Gravity doesn’t care if you believe in it. And neither does climate change. Physics and facts have a powerful way of defeating mere belief when the latter is not grounded in either. As a society, we have to acknowledge that physics and facts—rather than belief—will determine the effects of our future actions regardless of what we do or don’t believe. We otherwise run the risk of running our collective lives off a steep ledge and falling into disaster. And that is precisely what the new President and his cabinet nominees want us to do: to step off a huge ledge as a society based on their belief that climate change is not a fact. They will try to distract us with magical illusions, but physics and facts will have the last word.
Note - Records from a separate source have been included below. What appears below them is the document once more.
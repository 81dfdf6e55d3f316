/// The stable error taxonomy surfaced by every store operation.
#[derive(Debug, thiserror::Error)]
pub enum Error {
    #[error("bucket {0} does not exist")]
    BucketNotFound(String),

    #[error("bucket {0} already exists")]
    BucketExists(String),

    #[error("bucket {name} version {current} is not less than {proposed}")]
    BucketVersion {
        name: String,
        current: u64,
        proposed: u64,
    },

    #[error("{0} is not a valid bucket name")]
    InvalidBucketName(String),

    #[error("invalid bucket config: {0}")]
    InvalidBucketConfig(String),

    #[error("trigger {0} is not registered")]
    NotFunction(String),

    #[error(transparent)]
    InvalidIndexType(#[from] models::CoercionError),

    #[error("invalid filter: {0}")]
    InvalidQuery(String),

    #[error("filter requires an index on {0}")]
    NotIndexed(String),

    #[error("etag conflict on {bucket}/{key}")]
    EtagConflict { bucket: String, key: String },

    #[error("{bucket}/{key} does not exist")]
    ObjectNotFound { bucket: String, key: String },

    #[error("unique attribute constraint violated: {0}")]
    UniqueAttribute(String),

    #[error("trigger {name} failed")]
    Trigger {
        name: String,
        #[source]
        source: anyhow::Error,
    },

    #[error("request deadline exceeded")]
    Deadline,

    #[error("database error")]
    Database(#[source] sqlx::Error),

    #[error(transparent)]
    Internal(#[from] anyhow::Error),
}

pub type Result<Ok> = std::result::Result<Ok, Error>;

impl Error {
    /// A stable machine-readable name for the error kind, for wire layers
    /// and callers which dispatch on it.
    pub fn code(&self) -> &'static str {
        match self {
            Error::BucketNotFound(_) => "BucketNotFound",
            Error::BucketExists(_) => "BucketExists",
            Error::BucketVersion { .. } => "BucketVersion",
            Error::InvalidBucketName(_) => "InvalidBucketName",
            Error::InvalidBucketConfig(_) => "InvalidBucketConfig",
            Error::NotFunction(_) => "NotFunction",
            Error::InvalidIndexType(_) => "InvalidIndexType",
            Error::InvalidQuery(_) => "InvalidQuery",
            Error::NotIndexed(_) => "NotIndexed",
            Error::EtagConflict { .. } => "EtagConflict",
            Error::ObjectNotFound { .. } => "ObjectNotFound",
            Error::UniqueAttribute(_) => "UniqueAttributeError",
            Error::Trigger { .. } => "Trigger",
            Error::Deadline => "Deadline",
            Error::Database(_) => "Database",
            Error::Internal(_) => "Internal",
        }
    }

    /// Transient errors may be retried by re-running the whole pipeline;
    /// everything else is fatal for the request.
    pub fn is_transient(&self) -> bool {
        match self {
            Error::Deadline => true,
            Error::Database(err) => is_transient_db(err),
            _ => false,
        }
    }
}

impl From<sqlx::Error> for Error {
    fn from(err: sqlx::Error) -> Self {
        if let Some(db) = err.as_database_error() {
            if db.code().as_deref() == Some(SQLSTATE_UNIQUE_VIOLATION) {
                return Error::UniqueAttribute(db.message().to_string());
            }
        }
        Error::Database(err)
    }
}

impl From<models::ValidationError> for Error {
    fn from(err: models::ValidationError) -> Self {
        match err {
            models::ValidationError::InvalidBucketName(name) => Error::InvalidBucketName(name),
            models::ValidationError::InvalidBucketConfig(msg) => Error::InvalidBucketConfig(msg),
        }
    }
}

impl From<filter::ParseError> for Error {
    fn from(err: filter::ParseError) -> Self {
        Error::InvalidQuery(err.to_string())
    }
}

const SQLSTATE_UNIQUE_VIOLATION: &str = "23505";
const SQLSTATE_SERIALIZATION_FAILURE: &str = "40001";
const SQLSTATE_DEADLOCK_DETECTED: &str = "40P01";

fn is_transient_db(err: &sqlx::Error) -> bool {
    match err {
        sqlx::Error::Io(_) | sqlx::Error::PoolTimedOut | sqlx::Error::PoolClosed => true,
        other => matches!(
            other
                .as_database_error()
                .and_then(|db| db.code())
                .as_deref(),
            Some(SQLSTATE_SERIALIZATION_FAILURE) | Some(SQLSTATE_DEADLOCK_DETECTED)
        ),
    }
}

#[cfg(test)]
mod test {
    use super::*;

    #[test]
    fn codes_are_stable() {
        let cases = [
            (Error::BucketNotFound("b".into()), "BucketNotFound"),
            (Error::NotIndexed("name".into()), "NotIndexed"),
            (
                Error::EtagConflict {
                    bucket: "b".into(),
                    key: "k".into(),
                },
                "EtagConflict",
            ),
            (Error::UniqueAttribute("email".into()), "UniqueAttributeError"),
        ];
        for (err, code) in cases {
            assert_eq!(err.code(), code);
        }
    }

    #[test]
    fn validation_errors_map_into_taxonomy() {
        let err: Error = models::ValidationError::InvalidBucketName("1x".into()).into();
        assert_eq!(err.code(), "InvalidBucketName");

        let err: Error = filter::ParseError::ApproxUnsupported.into();
        assert_eq!(err.code(), "InvalidQuery");
    }

    #[test]
    fn transient_classification() {
        assert!(Error::Deadline.is_transient());
        assert!(!Error::BucketNotFound("b".into()).is_transient());
        assert!(Error::Database(sqlx::Error::PoolTimedOut).is_transient());
        assert!(!Error::Database(sqlx::Error::RowNotFound).is_transient());
    }
}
To say that climate science is uncertain or inconclusive or that there are disagreements about whether climate change is serious or primarily caused by humans is to substitute public misunderstanding of basic scientific theory and facts for the well-developed and tested views of scientists who have been studying the problem thoroughly for decades. Physics and facts don’t care that one-quarter to one-third of Americans and Europeans don’t believe that the earth orbits the sun. The earth orbits the sun and societies that don’t believe it are doomed to misery and deprivation due to their ignorance. The same is true for climate change: it is happening, it is caused primarily by humans, it is already causing misery and deprivation, and we can do something about it if we rely on physics and facts.
The new President and his administration owe it to all Americans to rely on physics and facts when making climate, energy, and environmental policy—no matter what they or their economic interests or their political supporters believe. Otherwise, we will all soon be falling off that ledge. And changing our belief about gravity won’t help once we start falling.